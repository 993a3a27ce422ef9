//! SeaORM entity definitions for the mcmonitor database schema.

pub mod monitored_server;
pub mod prelude;
use entity::prelude::*;
use sea_orm::{sea_query::TableCreateStatement, EntityTrait, Schema};

use crate::{context::TestContext, error::TestError};

/// Builder for creating test contexts with customizable database schemas.
///
/// Provides a fluent interface for configuring test environments with in-memory SQLite
/// databases. Use the builder pattern to add entity tables, then call `build()` to
/// create the configured test context.
///
/// # Example
///
/// ```rust,ignore
/// use test_utils::builder::TestBuilder;
/// use entity::prelude::MonitoredServer;
///
/// let test = TestBuilder::new()
///     .with_table(MonitoredServer)
///     .build()
///     .await?;
/// ```
pub struct TestBuilder {
    /// Vector of CREATE TABLE statements to execute during database setup.
    ///
    /// Each statement is generated from an entity model using SeaORM's schema builder.
    /// Statements are executed in the order they were added during `build()`.
    tables: Vec<TableCreateStatement>,
}

impl TestBuilder {
    /// Creates a new test builder with no tables configured.
    ///
    /// # Returns
    /// - New `TestBuilder` instance with empty table configuration
    pub fn new() -> Self {
        Self { tables: Vec::new() }
    }

    /// Adds an entity table to the test database schema.
    ///
    /// Generates a CREATE TABLE statement from the provided SeaORM entity using SQLite
    /// backend syntax. The table will be created when `build()` is called. Chain multiple
    /// calls to add multiple tables.
    ///
    /// # Arguments
    /// - `entity` - SeaORM entity model implementing `EntityTrait` to create table for
    ///
    /// # Returns
    /// - `Self` - Builder instance for method chaining
    pub fn with_table<E: EntityTrait>(mut self, entity: E) -> Self {
        let schema = Schema::new(sea_orm::DbBackend::Sqlite);
        self.tables.push(schema.create_table_from_entity(entity));
        self
    }

    /// Adds all tables required for monitored server operations.
    ///
    /// Currently this is only the `MonitoredServer` table; the method exists so
    /// tests don't have to change when the monitor schema grows.
    ///
    /// # Returns
    /// - `Self` - Builder instance for method chaining
    pub fn with_monitor_tables(self) -> Self {
        self.with_table(MonitoredServer)
    }

    /// Builds and initializes the test context with configured tables.
    ///
    /// Creates an in-memory SQLite database connection and executes all CREATE TABLE
    /// statements that were added via `with_table()`. Tables are created in the order
    /// they were added to the builder.
    ///
    /// # Returns
    /// - `Ok(TestContext)` - Fully initialized test context with database and tables ready
    /// - `Err(TestError::Database)` - Failed to connect to database or create tables
    pub async fn build(self) -> Result<TestContext, TestError> {
        let mut setup = TestContext::new();

        setup.with_tables(self.tables).await?;

        Ok(setup)
    }
}

impl Default for TestBuilder {
    fn default() -> Self {
        Self::new()
    }
}
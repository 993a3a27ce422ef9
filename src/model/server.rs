//! Monitored server domain models.
//!
//! Provides the domain model for game servers monitored within a guild, along with
//! the logical kinds of the three Discord channels every monitor owns. Handles
//! conversion between entity models from the database and domain models used in
//! the service layer.

use sea_orm::DbErr;
use std::fmt;

/// Game server platform a monitor polls.
#[derive(Debug, Clone, Copy, PartialEq, Eq)]
pub enum Platform {
    Java,
    Bedrock,
}

impl Platform {
    /// Parses the storage representation; anything but `"bedrock"` is Java.
    pub fn parse(value: &str) -> Self {
        match value {
            "bedrock" => Self::Bedrock,
            _ => Self::Java,
        }
    }
}

/// Logical kind of a channel owned by a monitored server.
///
/// Every monitor manages three channels: a category grouping the other two, a
/// voice channel showing online status, and a voice channel showing the player
/// count. The kind determines which permissions the bot needs to delete the
/// channel and how the channel is named in user-facing failure reports.
#[derive(Debug, Clone, Copy, PartialEq, Eq)]
pub enum ChannelKind {
    Category,
    Status,
    Players,
}

impl fmt::Display for ChannelKind {
    fn fmt(&self, f: &mut fmt::Formatter<'_>) -> fmt::Result {
        let name = match self {
            Self::Category => "Category",
            Self::Status => "Status Channel",
            Self::Players => "Players Channel",
        };
        write!(f, "{}", name)
    }
}

/// Game server monitored in a guild, backed by three managed channels.
///
/// Uniquely identified by `ip` within a guild. The channel IDs are handles into
/// Discord; the record does not own the channels, it only remembers them so they
/// can be torn down when the server is unmonitored.
#[derive(Debug, Clone, PartialEq, Eq)]
pub struct MonitoredServer {
    /// Server address, optionally with a port (`"mc.example.com:25565"`).
    pub ip: String,
    /// Optional display nickname chosen by the operator.
    pub nickname: Option<String>,
    /// Which edition of the game the server runs.
    pub platform: Platform,
    /// Category channel grouping the status and players channels.
    pub category_id: u64,
    /// Voice channel displaying the server's online status.
    pub status_id: u64,
    /// Voice channel displaying the server's player count.
    pub players_id: u64,
    /// Whether this server is the guild's default for commands without a target.
    pub is_default: bool,
}

impl MonitoredServer {
    /// Converts an entity model to a domain model at the repository boundary.
    ///
    /// Parses string snowflake IDs from the database into u64 values for type safety.
    ///
    /// # Arguments
    /// - `entity` - The database entity model to convert
    ///
    /// # Returns
    /// - `Ok(MonitoredServer)` - Successfully converted domain model
    /// - `Err(DbErr::Custom)` - Failed to parse a channel ID as u64
    pub fn from_entity(entity: entity::monitored_server::Model) -> Result<Self, DbErr> {
        let parse = |field: &str, value: &str| {
            value
                .parse::<u64>()
                .map_err(|e| DbErr::Custom(format!("Failed to parse {}: {}", field, e)))
        };

        Ok(Self {
            category_id: parse("category_id", &entity.category_id)?,
            status_id: parse("status_id", &entity.status_id)?,
            players_id: parse("players_id", &entity.players_id)?,
            ip: entity.ip,
            nickname: entity.nickname,
            platform: Platform::parse(&entity.platform),
            is_default: entity.is_default,
        })
    }

    /// Name shown to users in replies and reports: the nickname when set, the IP otherwise.
    pub fn display_name(&self) -> &str {
        self.nickname.as_deref().unwrap_or(&self.ip)
    }

    /// The server's three managed channels with their logical kinds.
    ///
    /// Ordered category first, matching the order permission pre-checks inspect
    /// them. Deletion uses its own order (category last).
    pub fn channels(&self) -> [(ChannelKind, u64); 3] {
        [
            (ChannelKind::Category, self.category_id),
            (ChannelKind::Status, self.status_id),
            (ChannelKind::Players, self.players_id),
        ]
    }
}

****************

Out of the data above, transcribe exactly and only the lines starting with the line that has "with in-memory SQLite" and going on through the line that has "entity using SQLite", both included.

REPLY
/// Provides a fluent interface for configuring test environments with in-memory SQLite
/// databases. Use the builder pattern to add entity tables, then call `build()` to
/// create the configured test context.
///
/// # Example
///
/// ```rust,ignore
/// use test_utils::builder::TestBuilder;
/// use entity::prelude::MonitoredServer;
///
/// let test = TestBuilder::new()
///     .with_table(MonitoredServer)
///     .build()
///     .await?;
/// ```
pub struct TestBuilder {
    /// Vector of CREATE TABLE statements to execute during database setup.
    ///
    /// Each statement is generated from an entity model using SeaORM's schema builder.
    /// Statements are executed in the order they were added during `build()`.
    tables: Vec<TableCreateStatement>,
}

impl TestBuilder {
    /// Creates a new test builder with no tables configured.
    ///
    /// # Returns
    /// - New `TestBuilder` instance with empty table configuration
    pub fn new() -> Self {
        Self { tables: Vec::new() }
    }

    /// Adds an entity table to the test database schema.
    ///
    /// Generates a CREATE TABLE statement from the provided SeaORM entity using SQLite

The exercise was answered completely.